* [Work required]:
Answer with nothing but the number of lines in the listing below that contain "incoming".

* [Material for this exercise]:
+---+
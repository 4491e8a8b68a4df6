// src/matching/components.rs - Component-wise name matching: first/middle/last
// scored independently, then blended with agreement bonuses.

use super::similarity::similarity;
use crate::models::{ComponentScores, NameRecord};

const FIRST_NAME_WEIGHT: f64 = 0.4;
const MIDDLE_NAME_WEIGHT: f64 = 0.2;
const LAST_NAME_WEIGHT: f64 = 0.4;

/// A component scoring at or above this counts toward the agreement bonus.
const STRONG_COMPONENT_FLOOR: u32 = 70;
const MULTI_AGREEMENT_BONUS: f64 = 15.0;
const SINGLE_AGREEMENT_BONUS: f64 = 5.0;

/// Scores one component pair when both sides have a value.
fn score_pair(left: Option<&str>, right: Option<&str>) -> Option<u32> {
    match (left, right) {
        (Some(a), Some(b)) => Some(similarity(a, b)),
        _ => None,
    }
}

/// Blend per-component similarities into one 0-100 score.
///
/// Only components present (non-empty after trimming) on both sides are
/// scored; an absent component contributes neither score nor weight, so a
/// missing middle name neither penalizes nor inflates the result. When no
/// component is shared at all the score is 0.
pub fn component_similarity(incoming: &NameRecord, candidate: &NameRecord) -> (u32, ComponentScores) {
    let breakdown = ComponentScores {
        first_name: score_pair(incoming.first_name_trimmed(), candidate.first_name_trimmed()),
        middle_name: score_pair(incoming.middle_name_trimmed(), candidate.middle_name_trimmed()),
        last_name: score_pair(incoming.last_name_trimmed(), candidate.last_name_trimmed()),
    };

    let mut total = 0.0f64;
    let mut denominator = 0.0f64;
    let mut strong_components = 0u32;
    for (score, weight) in [
        (breakdown.first_name, FIRST_NAME_WEIGHT),
        (breakdown.middle_name, MIDDLE_NAME_WEIGHT),
        (breakdown.last_name, LAST_NAME_WEIGHT),
    ] {
        if let Some(score) = score {
            total += score as f64 * weight;
            denominator += weight;
            if score >= STRONG_COMPONENT_FLOOR {
                strong_components += 1;
            }
        }
    }

    let base = if denominator > 0.0 { total / denominator } else { 0.0 };
    let bonus = if strong_components >= 2 {
        MULTI_AGREEMENT_BONUS
    } else if strong_components == 1 {
        SINGLE_AGREEMENT_BONUS
    } else {
        0.0
    };

    let score = ((base + bonus).round() as u32).min(100);
    (score, breakdown)
}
+---+
* [Result of the exercise]:
4